### DATA IN THIS EXERCISE

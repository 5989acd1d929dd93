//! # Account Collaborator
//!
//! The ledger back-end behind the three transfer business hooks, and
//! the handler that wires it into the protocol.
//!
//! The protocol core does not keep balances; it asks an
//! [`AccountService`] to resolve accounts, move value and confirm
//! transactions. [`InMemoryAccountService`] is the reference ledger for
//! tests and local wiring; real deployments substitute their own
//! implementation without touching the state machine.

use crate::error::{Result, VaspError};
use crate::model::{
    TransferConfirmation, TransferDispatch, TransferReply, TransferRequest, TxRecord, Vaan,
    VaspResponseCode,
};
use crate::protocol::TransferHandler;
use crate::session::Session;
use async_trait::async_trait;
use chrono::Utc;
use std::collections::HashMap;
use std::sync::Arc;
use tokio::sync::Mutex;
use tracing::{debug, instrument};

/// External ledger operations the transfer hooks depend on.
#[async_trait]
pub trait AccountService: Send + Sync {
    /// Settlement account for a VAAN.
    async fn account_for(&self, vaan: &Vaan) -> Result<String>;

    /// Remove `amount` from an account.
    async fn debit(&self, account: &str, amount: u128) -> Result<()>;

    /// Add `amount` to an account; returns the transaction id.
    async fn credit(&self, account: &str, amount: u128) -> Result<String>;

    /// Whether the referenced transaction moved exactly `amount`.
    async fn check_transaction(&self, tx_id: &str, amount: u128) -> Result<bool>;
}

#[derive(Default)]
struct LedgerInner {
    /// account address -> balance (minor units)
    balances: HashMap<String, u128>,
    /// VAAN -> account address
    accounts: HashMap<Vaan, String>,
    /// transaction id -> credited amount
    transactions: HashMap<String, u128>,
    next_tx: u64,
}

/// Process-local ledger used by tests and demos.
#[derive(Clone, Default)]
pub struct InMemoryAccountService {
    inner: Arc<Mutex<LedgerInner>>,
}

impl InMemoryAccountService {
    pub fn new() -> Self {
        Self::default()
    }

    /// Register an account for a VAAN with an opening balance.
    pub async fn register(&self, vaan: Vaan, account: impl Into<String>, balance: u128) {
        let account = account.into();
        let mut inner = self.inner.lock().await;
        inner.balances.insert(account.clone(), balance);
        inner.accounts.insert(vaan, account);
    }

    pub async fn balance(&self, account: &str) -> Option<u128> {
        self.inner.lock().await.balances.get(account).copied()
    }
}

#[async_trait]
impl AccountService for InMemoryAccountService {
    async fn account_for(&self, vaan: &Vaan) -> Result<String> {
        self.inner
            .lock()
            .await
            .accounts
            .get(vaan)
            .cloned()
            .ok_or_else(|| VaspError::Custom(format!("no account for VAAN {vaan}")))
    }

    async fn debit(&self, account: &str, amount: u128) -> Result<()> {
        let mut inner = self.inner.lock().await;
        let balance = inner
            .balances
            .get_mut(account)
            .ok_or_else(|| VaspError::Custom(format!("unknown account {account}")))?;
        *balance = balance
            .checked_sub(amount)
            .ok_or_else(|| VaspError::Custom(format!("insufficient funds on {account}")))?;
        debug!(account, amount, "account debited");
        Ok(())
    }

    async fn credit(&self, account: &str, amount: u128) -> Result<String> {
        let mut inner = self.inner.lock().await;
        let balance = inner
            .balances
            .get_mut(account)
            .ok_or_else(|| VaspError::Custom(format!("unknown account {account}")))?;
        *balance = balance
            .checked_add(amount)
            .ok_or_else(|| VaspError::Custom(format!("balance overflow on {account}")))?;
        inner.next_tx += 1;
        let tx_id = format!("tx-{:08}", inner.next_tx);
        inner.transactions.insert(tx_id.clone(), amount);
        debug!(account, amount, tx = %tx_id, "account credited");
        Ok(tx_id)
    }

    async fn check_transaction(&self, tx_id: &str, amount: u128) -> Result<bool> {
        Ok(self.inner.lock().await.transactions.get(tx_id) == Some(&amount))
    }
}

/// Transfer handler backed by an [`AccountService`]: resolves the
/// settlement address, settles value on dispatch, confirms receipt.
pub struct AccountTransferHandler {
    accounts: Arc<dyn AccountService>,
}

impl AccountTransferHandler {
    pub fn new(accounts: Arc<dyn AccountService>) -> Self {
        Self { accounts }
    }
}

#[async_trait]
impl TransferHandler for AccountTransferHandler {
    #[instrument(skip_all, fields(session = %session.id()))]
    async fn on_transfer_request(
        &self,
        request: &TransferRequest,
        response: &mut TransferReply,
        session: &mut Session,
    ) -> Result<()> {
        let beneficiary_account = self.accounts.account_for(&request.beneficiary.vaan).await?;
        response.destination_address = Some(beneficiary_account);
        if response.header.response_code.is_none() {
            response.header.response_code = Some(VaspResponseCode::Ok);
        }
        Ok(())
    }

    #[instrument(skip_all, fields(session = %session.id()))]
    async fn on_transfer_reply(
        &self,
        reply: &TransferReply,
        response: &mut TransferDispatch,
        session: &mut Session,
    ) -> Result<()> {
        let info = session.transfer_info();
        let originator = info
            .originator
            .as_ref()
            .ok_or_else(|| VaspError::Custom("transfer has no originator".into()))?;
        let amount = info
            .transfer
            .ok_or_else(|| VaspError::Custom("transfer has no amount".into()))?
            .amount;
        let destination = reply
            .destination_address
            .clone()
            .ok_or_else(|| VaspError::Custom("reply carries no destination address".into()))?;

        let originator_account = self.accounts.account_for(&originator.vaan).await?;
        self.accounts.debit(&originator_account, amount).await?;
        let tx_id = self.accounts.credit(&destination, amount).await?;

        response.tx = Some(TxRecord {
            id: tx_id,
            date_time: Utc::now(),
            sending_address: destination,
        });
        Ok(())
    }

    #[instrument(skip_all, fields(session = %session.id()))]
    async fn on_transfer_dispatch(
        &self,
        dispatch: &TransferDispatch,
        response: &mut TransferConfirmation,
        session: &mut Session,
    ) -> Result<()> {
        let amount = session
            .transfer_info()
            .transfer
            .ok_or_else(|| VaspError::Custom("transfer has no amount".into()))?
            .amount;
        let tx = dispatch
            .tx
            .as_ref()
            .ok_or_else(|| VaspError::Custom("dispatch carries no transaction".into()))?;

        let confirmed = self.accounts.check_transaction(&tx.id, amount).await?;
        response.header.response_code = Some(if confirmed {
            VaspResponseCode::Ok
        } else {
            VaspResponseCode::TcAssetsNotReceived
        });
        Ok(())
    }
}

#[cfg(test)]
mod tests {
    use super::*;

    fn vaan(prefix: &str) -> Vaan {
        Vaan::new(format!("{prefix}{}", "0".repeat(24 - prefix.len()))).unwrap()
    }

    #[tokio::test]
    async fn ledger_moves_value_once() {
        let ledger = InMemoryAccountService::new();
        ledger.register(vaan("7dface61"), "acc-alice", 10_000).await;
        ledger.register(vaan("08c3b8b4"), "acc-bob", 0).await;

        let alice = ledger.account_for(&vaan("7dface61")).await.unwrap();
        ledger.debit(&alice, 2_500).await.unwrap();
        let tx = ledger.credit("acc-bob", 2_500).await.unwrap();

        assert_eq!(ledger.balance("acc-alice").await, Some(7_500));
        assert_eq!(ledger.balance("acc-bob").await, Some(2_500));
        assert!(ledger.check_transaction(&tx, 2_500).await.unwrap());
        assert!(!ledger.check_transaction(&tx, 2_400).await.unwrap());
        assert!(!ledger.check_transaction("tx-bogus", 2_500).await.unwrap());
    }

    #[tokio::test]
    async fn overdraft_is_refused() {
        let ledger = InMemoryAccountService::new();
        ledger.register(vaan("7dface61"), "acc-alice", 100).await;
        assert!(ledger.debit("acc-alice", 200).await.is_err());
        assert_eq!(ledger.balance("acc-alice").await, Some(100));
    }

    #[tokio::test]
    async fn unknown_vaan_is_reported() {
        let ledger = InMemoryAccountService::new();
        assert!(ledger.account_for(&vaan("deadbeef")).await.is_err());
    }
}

### YOUR TASK
All that is wanted is the run of lines from the start of the data through the line containing "balances; it asks an", copied word for word.

### RESULT
repository 5989acd1d929dd93
//! # Account Collaborator
//!
//! The ledger back-end behind the three transfer business hooks, and
//! the handler that wires it into the protocol.
//!
//! The protocol core does not keep balances; it asks an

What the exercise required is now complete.